▸ DATA EXTRACT
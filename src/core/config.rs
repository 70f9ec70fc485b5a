//! Assistant configuration
//!
//! All tunable values are collected here. The config is constructed once at
//! startup (from defaults, environment variables, or a TOML file) and passed
//! into the classifier, dispatcher, and handler constructors; there is no
//! ambient global state.

use serde::{Deserialize, Serialize};
use std::path::{Path, PathBuf};

/// Connection settings for one LLM chat-completions endpoint
///
/// Both the Anthropic and OpenAI-compatible wire formats are supported;
/// the format is detected from the URL.
#[derive(Debug, Clone, Serialize, Deserialize)]
#[serde(default)]
pub struct LlmEndpoint {
    /// API key; when empty the endpoint is treated as unavailable
    pub api_key: String,

    /// Chat-completions URL
    pub api_url: String,

    /// Model identifier
    pub model: String,

    /// Request timeout in seconds
    ///
    /// Classification is a single short round trip. Anything slower than
    /// this is treated as a classifier failure and recovered by the
    /// keyword fallback rules.
    pub timeout_secs: u64,

    /// Completion budget per call
    ///
    /// The decision list for one utterance is a handful of short phrases,
    /// so the classifier default is deliberately small. Chat replies get a
    /// larger budget.
    pub max_tokens: u32,
}

impl Default for LlmEndpoint {
    fn default() -> Self {
        Self {
            api_key: String::new(),
            api_url: "https://api.anthropic.com/v1/messages".into(),
            model: "claude-3-haiku-20240307".into(),
            timeout_secs: 10,
            max_tokens: 256,
        }
    }
}

impl LlmEndpoint {
    /// True when an API key is configured
    pub fn available(&self) -> bool {
        !self.api_key.is_empty()
    }
}

/// Configuration for one assistant instance
#[derive(Debug, Clone, Serialize, Deserialize)]
#[serde(default)]
pub struct AssistantConfig {
    /// How the assistant addresses the user
    pub user_name: String,

    /// The assistant's own name; exit phrasing addressed to this name
    /// ("bye vesper") is recognized by the classifier fast path
    pub assistant_name: String,

    /// Maximum retained exchanges in the rolling conversation buffers
    ///
    /// Bounds prompt growth. Old exchanges are evicted front-first.
    pub history_limit: usize,

    /// Root directory for relative file-command targets
    pub files_root: PathBuf,

    /// Directory where authored content is written before the editor opens
    pub notes_dir: PathBuf,

    /// Editor command for the content and edit-file handlers
    ///
    /// Split on whitespace; the file path is appended as the last argument.
    pub editor_command: String,

    /// Endpoint used by the intent classifier
    pub classifier: LlmEndpoint,

    /// Endpoint used by the chat and realtime responders
    pub chat: LlmEndpoint,
}

impl Default for AssistantConfig {
    fn default() -> Self {
        let chat = LlmEndpoint {
            max_tokens: 1024,
            ..LlmEndpoint::default()
        };

        Self {
            user_name: "User".into(),
            assistant_name: "Vesper".into(),
            classifier: LlmEndpoint::default(),
            chat,
            history_limit: 16,
            files_root: PathBuf::from("."),
            notes_dir: PathBuf::from("Data"),
            editor_command: default_editor().into(),
        }
    }
}

#[cfg(target_os = "windows")]
fn default_editor() -> &'static str {
    "notepad"
}

#[cfg(target_os = "macos")]
fn default_editor() -> &'static str {
    "open -e"
}

#[cfg(all(unix, not(target_os = "macos")))]
fn default_editor() -> &'static str {
    "xdg-open"
}

impl AssistantConfig {
    /// Build a config from defaults plus environment variables
    ///
    /// Recognized: VESPER_API_KEY, VESPER_API_URL, VESPER_MODEL (classifier
    /// endpoint, shared with chat unless the VESPER_CHAT_* variants are
    /// set), VESPER_USER, VESPER_NAME, VESPER_EDITOR.
    pub fn from_env() -> Self {
        let mut config = Self::default();

        if let Ok(key) = std::env::var("VESPER_API_KEY") {
            config.classifier.api_key = key.clone();
            config.chat.api_key = key;
        }
        if let Ok(url) = std::env::var("VESPER_API_URL") {
            config.classifier.api_url = url.clone();
            config.chat.api_url = url;
        }
        if let Ok(model) = std::env::var("VESPER_MODEL") {
            config.classifier.model = model.clone();
            config.chat.model = model;
        }
        if let Ok(key) = std::env::var("VESPER_CHAT_API_KEY") {
            config.chat.api_key = key;
        }
        if let Ok(model) = std::env::var("VESPER_CHAT_MODEL") {
            config.chat.model = model;
        }
        if let Ok(user) = std::env::var("VESPER_USER") {
            config.user_name = user;
        }
        if let Ok(name) = std::env::var("VESPER_NAME") {
            config.assistant_name = name;
        }
        if let Ok(editor) = std::env::var("VESPER_EDITOR") {
            config.editor_command = editor;
        }

        config
    }

    /// Load a config from a TOML file
    pub fn from_file(path: &Path) -> crate::core::error::Result<Self> {
        let content = std::fs::read_to_string(path)?;
        toml::from_str(&content).map_err(|e| {
            crate::core::error::VesperError::Config(format!("{}: {}", path.display(), e))
        })
    }

    /// Validate configuration for internal consistency
    pub fn validate(&self) -> Result<(), String> {
        if self.assistant_name.trim().is_empty() {
            return Err("assistant_name must not be empty".into());
        }
        if self.history_limit == 0 {
            return Err("history_limit must be at least 1".into());
        }
        if self.classifier.timeout_secs == 0 || self.chat.timeout_secs == 0 {
            return Err("endpoint timeout_secs must be positive".into());
        }
        if self.editor_command.trim().is_empty() {
            return Err("editor_command must not be empty".into());
        }
        Ok(())
    }
}
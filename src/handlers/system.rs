//! OS shell command handler
//!
//! The classifier routes volume/mute/brightness phrasing here as
//! `system <task>`. Known task names translate to platform commands;
//! anything else runs through the shell as-is.

use super::Handler;
use crate::core::error::{Result, VesperError};
use std::process::Command;

pub struct SystemHandler;

impl Handler for SystemHandler {
    fn execute(&self, target: &str) -> Result<bool> {
        let command = translate(target).unwrap_or_else(|| target.to_string());
        tracing::info!(task = target, command = %command, "system command");
        run_shell(&command)
    }
}

/// Map the classifier's task names onto platform commands
fn translate(task: &str) -> Option<String> {
    let task = task.to_lowercase();
    let task = task.trim();
    if task.contains("unmute") {
        return Some(unmute_command());
    }
    if task.contains("mute") {
        return Some(mute_command());
    }
    if task.contains("volume") && (task.contains("up") || task.contains("increase")) {
        return Some(volume_command(true));
    }
    if task.contains("volume") && (task.contains("down") || task.contains("decrease")) {
        return Some(volume_command(false));
    }
    None
}

#[cfg(target_os = "macos")]
fn mute_command() -> String {
    "osascript -e 'set volume output muted true'".into()
}

#[cfg(target_os = "macos")]
fn unmute_command() -> String {
    "osascript -e 'set volume output muted false'".into()
}

#[cfg(target_os = "macos")]
fn volume_command(up: bool) -> String {
    if up {
        "osascript -e 'set volume output volume ((output volume of (get volume settings)) + 10)'"
            .into()
    } else {
        "osascript -e 'set volume output volume ((output volume of (get volume settings)) - 10)'"
            .into()
    }
}

#[cfg(all(unix, not(target_os = "macos")))]
fn mute_command() -> String {
    "amixer -q set Master mute".into()
}

#[cfg(all(unix, not(target_os = "macos")))]
fn unmute_command() -> String {
    "amixer -q set Master unmute".into()
}

#[cfg(all(unix, not(target_os = "macos")))]
fn volume_command(up: bool) -> String {
    if up {
        "amixer -q set Master 10%+".into()
    } else {
        "amixer -q set Master 10%-".into()
    }
}

#[cfg(target_os = "windows")]
fn mute_command() -> String {
    // Key code 173 is the mute toggle.
    "powershell -c \"(New-Object -ComObject WScript.Shell).SendKeys([char]173)\"".into()
}

#[cfg(target_os = "windows")]
fn unmute_command() -> String {
    mute_command()
}

#[cfg(target_os = "windows")]
fn volume_command(up: bool) -> String {
    let key = if up { 175 } else { 174 };
    format!("powershell -c \"(New-Object -ComObject WScript.Shell).SendKeys([char]{key})\"")
}

#[cfg(unix)]
fn run_shell(command: &str) -> Result<bool> {
    let status = Command::new("sh")
        .args(["-c", command])
        .status()
        .map_err(|e| VesperError::Handler(format!("shell spawn failed: {e}")))?;
    Ok(status.success())
}

#[cfg(target_os = "windows")]
fn run_shell(command: &str) -> Result<bool> {
    let status = Command::new("cmd")
        .args(["/C", command])
        .status()
        .map_err(|e| VesperError::Handler(format!("shell spawn failed: {e}")))?;
    Ok(status.success())
}

#[cfg(test)]
mod tests {
    use super::*;

    #[test]
    fn test_translate_recognizes_volume_tasks() {
        assert!(translate("mute").is_some());
        assert!(translate("unmute the sound").is_some());
        assert!(translate("volume up").is_some());
        assert!(translate("turn the volume down").is_some());
    }

    #[test]
    fn test_translate_passes_unknown_tasks_through() {
        assert_eq!(translate("rotate the screen"), None);
    }

    #[test]
    fn test_unmute_wins_over_mute_substring() {
        // "unmute" contains "mute"; order of checks matters.
        let unmute = translate("unmute").unwrap();
        let mute = translate("mute").unwrap();
        #[cfg(unix)]
        assert_ne!(unmute, mute);
        #[cfg(target_os = "windows")]
        assert_eq!(unmute, mute);
    }
}
//! File-output CLI variant: writes the plain rendering to a text file.

#![allow(clippy::print_stdout)]

use std::fs;
use std::io;
use std::path::PathBuf;

use clap::Parser;
use structure::cli::parse_ignore_list;
use structure::tree;

/// Save a directory structure tree to a file.
#[derive(Debug, Parser)]
#[command(name = "structure-file", version)]
struct Args {
    /// Directory to map (defaults to the current directory).
    directory: Option<PathBuf>,

    /// Output file for the rendered tree.
    #[arg(default_value = "structure.txt")]
    output: PathBuf,

    /// Comma-separated list of extra directory names to ignore.
    #[arg(short, long)]
    ignore: Option<String>,
}

fn main() -> io::Result<()> {
    let args = Args::parse();
    let root = args.directory.unwrap_or_else(|| PathBuf::from("."));
    let extra_ignore = parse_ignore_list(args.ignore.as_deref());

    let (_, plain) = tree::render(&root, &extra_ignore, false);
    fs::write(&args.output, plain.join("\n"))?;

    println!("Directory structure has been saved to {}", args.output.display());

    Ok(())
}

▸ PROBLEM
Word for word, reproduce the listing above from its start up to and including the line that has "treated as unavailable". Give only those lines.

▸ RESPONSE AREA
filename src/core/config.rs
repository 70f9ec70fc485b5a
//! Assistant configuration
//!
//! All tunable values are collected here. The config is constructed once at
//! startup (from defaults, environment variables, or a TOML file) and passed
//! into the classifier, dispatcher, and handler constructors; there is no
//! ambient global state.

use serde::{Deserialize, Serialize};
use std::path::{Path, PathBuf};

/// Connection settings for one LLM chat-completions endpoint
///
/// Both the Anthropic and OpenAI-compatible wire formats are supported;
/// the format is detected from the URL.
#[derive(Debug, Clone, Serialize, Deserialize)]
#[serde(default)]
pub struct LlmEndpoint {
    /// API key; when empty the endpoint is treated as unavailable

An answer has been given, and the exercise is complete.